South Korea’s Moon Jae-in vowed to make another push for peace in his final months as president, despite fresh signs that Kim Jong Un has little interest in reciprocating.
Moon used his last new year address as South Korea’s leader to press for a cause that has defined his political career. The former democracy campaigner and son of wartime refugees from North Korea is slated to leave office in May having made little progress in the peace process since signing a pair of landmark agreements with Kim in 2018.
“All Koreans have long aspirated peace, prosperity and unification,” Moon said. “I will continue to make efforts to institutionalize sustainable peace, and I won’t stop that until the end of my term.”

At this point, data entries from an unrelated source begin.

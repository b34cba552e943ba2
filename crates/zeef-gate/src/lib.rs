//! Deterministic Coherence Gate
//!
//! Pure, side-effect-free verification applied to every shell command
//! before it may execute:
//! - Shell-lexical tokenization (quoted segments preserved, redirection
//!   and globbing left as literal tokens)
//! - An ordered chain of safety invariants (explicit blacklist, no
//!   whitelist)
//! - A final metacharacter pass that forces every accepted command to be
//!   a flat argv vector, never shell-interpreted
//!
//! A command that cannot be represented as a flat argv vector is halted
//! rather than approximated.

pub mod error;
pub mod invariant;
pub mod verifier;

pub use error::InvariantViolation;
pub use invariant::{default_invariants, Invariant, METACHARACTERS};
pub use verifier::CommandVerifier;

Moon saw his role as an intermediary between Washington and Pyongyang diminish after he helped broker the first summit between Kim and then-President Donald Trump more than three years ago in Singapore. The South Korean president has long advocated an end-of-war declaration as a way to ease North Korean suspicions that America’s goal is to remove Kim from power.
Trump rejected Kim’s demands to lift sanctions and walked away from their second summit in Hanoi in February 2019. Pyongyang, in turn, has rebuffed Moon’s attempts at rapprochement, labeled him meddlesome and in June 2020 destroyed the $15 million inter-Korean liaison office that had been the most visible symbol of Moon’s quest for warmer ties.
Kim offered no clear overtures to Moon or U.S. President Joe Biden during a Workers’ Party meeting in Pyongyang last week, according to a dispatch Saturday from the official Korean Central News Agency.
“It is true that we still have a long way to go.” Moon said, arguing that, “if we talk again and cooperate, the international community will also respond. Our government, if given the opportunity, will seek a path for the normalization of inter-Korean relations and the irreversible peace.”
Moon said he hoped to see the country’s next leader and would continue to seek talks. While ruling party candidate Lee Jae-myung has endorsed Moon’s rapprochement efforts, opposition president candidate Yoon Suk-yeol, a former chief prosecutor under Moon, has advocated a tougher line against Pyongyang.
Moon has repeatedly argued that officially declaring an end to the 1950-53 conflict is the first step toward the complete denuclearization of the Korean Peninsula. The South Korean president Monday didn’t directly mention his proposal for the war-end declaration in his speech.